The Blood Brain Barrier could be the initiator in the development of Alzheimer’s disease (AD), but how? An incredible piece of evidence was recently revealed to answer this.
By adding analysis of some vascular diseases like diabetes to the mix the study concluded that the permeable BBB likely created the conditions for mental retardation1. A progressive accumulation of Amyloid β protein in brain and BBB impairment may turn into a feedback loop that caused the cognitive dysfunction and the inception of dementia2.
The activation of BBB take place within the neurovascular unit (NVU), which comprises of clusters of glial cells, pericytes and neurons. The NVU becomes defective during AD, and each of its components may suffer functional alterations that further lead to neuronal injury and cognitive deficit3.
Multiple studies publicized that BBB collapse and disorganized transport in AD models, thus play a role in neurodegeneration and pathogenisis of Alzheimer’s Aβ and tau pathology4.
Blood-to-brain seepage has also been investigated in other neurodegenerative diseases, like Huntington’s disease, Parkinson’s and multiple sclerosis5.
U.S. Centers for Disease Control and Prevention calculated that Alzheimer’s badly affected approximately 5.7 million Americans and supposed that by 2050, harm up to 14 millions. Alzheimer’s proved more deadly than prostate and breast cancer5.
Alzheimer’s being an irremediable disease, and to combat with such non comprehendible disease it is crucial to diagnose it early/ in the beginning. Blood-brain barrier (BBB) leak can be examined with an intravenously supervised substance i.e., magnetic resonance imaging.

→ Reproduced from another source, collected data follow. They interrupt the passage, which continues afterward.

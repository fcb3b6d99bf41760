//! The closed set of operations the client can dispatch.

use bytes::Bytes;
use http::Method;

use crate::{
    error::{Error, Result},
    path::join_paths,
    types::ObjectDescriptor,
    util,
};

/// Content type sent and signed on every PUT.
pub const OCTET_STREAM: &str = "application/octet-stream";

const START_BULK_PUT: &str = "start-bulk-put";
const START_BULK_GET: &str = "start-bulk-get";

/// One service operation with the fields it requires.
#[derive(Clone, Debug, PartialEq, Eq)]
pub enum Request {
    /// `GET /`
    ListServices,
    /// `GET /{bucket}`
    ListBucket { bucket: String },
    /// `PUT /{bucket}`
    CreateBucket { bucket: String },
    /// `DELETE /{bucket}`
    DeleteBucket { bucket: String },
    /// `HEAD /{bucket}`
    HeadBucket { bucket: String },
    /// `GET /{bucket}/{object}`
    GetObject { bucket: String, object: String },
    /// `HEAD /{bucket}/{object}`
    HeadObject { bucket: String, object: String },
    /// `PUT /{bucket}/{object}` with the object bytes.
    PutObject {
        bucket: String,
        object: String,
        body: Bytes,
    },
    /// `DELETE /{bucket}/{object}`
    DeleteObject { bucket: String, object: String },
    /// `PUT /{bucket}/?start-bulk-put` with names and sizes.
    BulkPut {
        bucket: String,
        objects: Vec<ObjectDescriptor>,
    },
    /// `PUT /{bucket}/?start-bulk-get` with names only.
    BulkGet {
        bucket: String,
        objects: Vec<String>,
    },
}

impl Request {
    pub fn method(&self) -> Method {
        match self {
            Self::ListServices
            | Self::ListBucket { .. }
            | Self::GetObject { .. } => Method::GET,
            Self::HeadBucket { .. } | Self::HeadObject { .. } => Method::HEAD,
            Self::DeleteBucket { .. } | Self::DeleteObject { .. } => Method::DELETE,
            Self::CreateBucket { .. }
            | Self::PutObject { .. }
            | Self::BulkPut { .. }
            | Self::BulkGet { .. } => Method::PUT,
        }
    }

    /// Joined resource path before encoding, without any bulk marker.
    pub fn path(&self) -> String {
        match self {
            Self::ListServices => "/".to_string(),
            Self::ListBucket { bucket }
            | Self::CreateBucket { bucket }
            | Self::DeleteBucket { bucket }
            | Self::HeadBucket { bucket } => join_paths("/", bucket),
            Self::GetObject { bucket, object }
            | Self::HeadObject { bucket, object }
            | Self::PutObject { bucket, object, .. }
            | Self::DeleteObject { bucket, object } => join_paths(bucket, object),
            Self::BulkPut { bucket, .. } | Self::BulkGet { bucket, .. } => {
                join_paths("/", bucket) + "/"
            }
        }
    }

    /// Bulk marker carried in the query and included in the signed resource.
    pub fn subresource(&self) -> Option<&'static str> {
        match self {
            Self::BulkPut { .. } => Some(START_BULK_PUT),
            Self::BulkGet { .. } => Some(START_BULK_GET),
            _ => None,
        }
    }

    /// Unencoded resource, including any bulk marker.
    pub fn resource(&self) -> String {
        match self.subresource() {
            Some(marker) => format!("{}?{marker}", self.path()),
            None => self.path(),
        }
    }

    /// Content type for the string to sign and the header, if any.
    pub fn content_type(&self) -> Option<&'static str> {
        (self.method() == Method::PUT).then_some(OCTET_STREAM)
    }

    /// Request body; bulk operations encode their object list here.
    pub fn body(&self) -> Result<Option<Bytes>> {
        match self {
            Self::PutObject { body, .. } => Ok(Some(body.clone())),
            Self::BulkPut { objects, .. } => util::xml::encode_bulk_put(objects).map(Some),
            Self::BulkGet { objects, .. } => util::xml::encode_bulk_get(objects).map(Some),
            _ => Ok(None),
        }
    }

    /// Rejects requests that cannot be written to the wire.
    ///
    /// Empty or otherwise unusual names are passed through; the service
    /// decides whether they are acceptable.
    pub fn validate(&self) -> Result<()> {
        match self {
            Self::ListServices => Ok(()),
            Self::ListBucket { bucket }
            | Self::CreateBucket { bucket }
            | Self::DeleteBucket { bucket }
            | Self::HeadBucket { bucket } => check_name("bucket", bucket),
            Self::GetObject { bucket, object }
            | Self::HeadObject { bucket, object }
            | Self::PutObject { bucket, object, .. }
            | Self::DeleteObject { bucket, object } => {
                check_name("bucket", bucket)?;
                check_name("object", object)
            }
            Self::BulkPut { bucket, objects } => {
                check_name("bucket", bucket)?;
                if objects.is_empty() {
                    return Err(Error::invalid_config("bulk put requires at least one object"));
                }
                objects.iter().try_for_each(|o| check_name("object", &o.name))
            }
            Self::BulkGet { bucket, objects } => {
                check_name("bucket", bucket)?;
                if objects.is_empty() {
                    return Err(Error::invalid_config("bulk get requires at least one object"));
                }
                objects.iter().try_for_each(|name| check_name("object", name))
            }
        }
    }

    /// Short operation name for logs.
    pub fn operation(&self) -> &'static str {
        match self {
            Self::ListServices => "ListServices",
            Self::ListBucket { .. } => "ListBucket",
            Self::CreateBucket { .. } => "CreateBucket",
            Self::DeleteBucket { .. } => "DeleteBucket",
            Self::HeadBucket { .. } => "HeadBucket",
            Self::GetObject { .. } => "GetObject",
            Self::HeadObject { .. } => "HeadObject",
            Self::PutObject { .. } => "PutObject",
            Self::DeleteObject { .. } => "DeleteObject",
            Self::BulkPut { .. } => "BulkPut",
            Self::BulkGet { .. } => "BulkGet",
        }
    }
}

fn check_name(kind: &str, value: &str) -> Result<()> {
    if value.chars().any(|c| c.is_ascii_control()) {
        return Err(Error::invalid_config(format!(
            "{kind} name must not contain control characters"
        )));
    }
    Ok(())
}
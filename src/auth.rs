use std::fmt;

use crate::error::Error;

/// Environment variable holding the client identifier.
pub const ACCESS_KEY_ENV: &str = "DS3_ACCESS_KEY";
/// Environment variable holding the shared secret key.
pub const SECRET_KEY_ENV: &str = "DS3_SECRET_KEY";

/// Client identifier and shared secret used to sign requests.
///
/// Immutable once constructed.
#[derive(Clone)]
pub struct Credentials {
    client_id: String,
    key: String,
}

impl Credentials {
    pub fn new(client_id: impl Into<String>, key: impl Into<String>) -> Result<Self, Error> {
        let client_id = client_id.into();
        let key = key.into();

        if client_id.trim().is_empty() {
            return Err(Error::invalid_config("client_id must not be empty"));
        }
        if key.is_empty() {
            return Err(Error::invalid_config("secret key must not be empty"));
        }

        Ok(Self { client_id, key })
    }

    /// Loads credentials from `DS3_ACCESS_KEY` and `DS3_SECRET_KEY`.
    pub fn from_env() -> Result<Self, Error> {
        let client_id = std::env::var(ACCESS_KEY_ENV)
            .map_err(|_| Error::invalid_config(format!("missing {ACCESS_KEY_ENV}")))?;
        let key = std::env::var(SECRET_KEY_ENV)
            .map_err(|_| Error::invalid_config(format!("missing {SECRET_KEY_ENV}")))?;

        Self::new(client_id, key)
    }

    pub fn client_id(&self) -> &str {
        &self.client_id
    }

    pub(crate) fn key(&self) -> &str {
        &self.key
    }
}

impl fmt::Debug for Credentials {
    fn fmt(&self, f: &mut fmt::Formatter<'_>) -> fmt::Result {
        f.debug_struct("Credentials")
            .field(
                "client_id",
                &crate::util::redact::redact_value(&self.client_id),
            )
            .field("key", &"<redacted>")
            .finish()
    }
}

Brain microbleeds, a second indication of leakage, can also be investigated with MRI. A bonus effect of BBB breakdown is brain fuel deprivation or Hypoglycemia resulting in functional brain failure and this could be visulaized via PET scan5.
Alzheimer’s is not a normal part of aging. Alzheimer’s is a progressive disease, where dementia symptoms gradually worsen over a number of years. Alzheimer’s has no current cure, but treatments for symptoms are available and research continues there is a worldwide effort under way to find better ways to treat the disease, delay its onset, and prevent it from developing.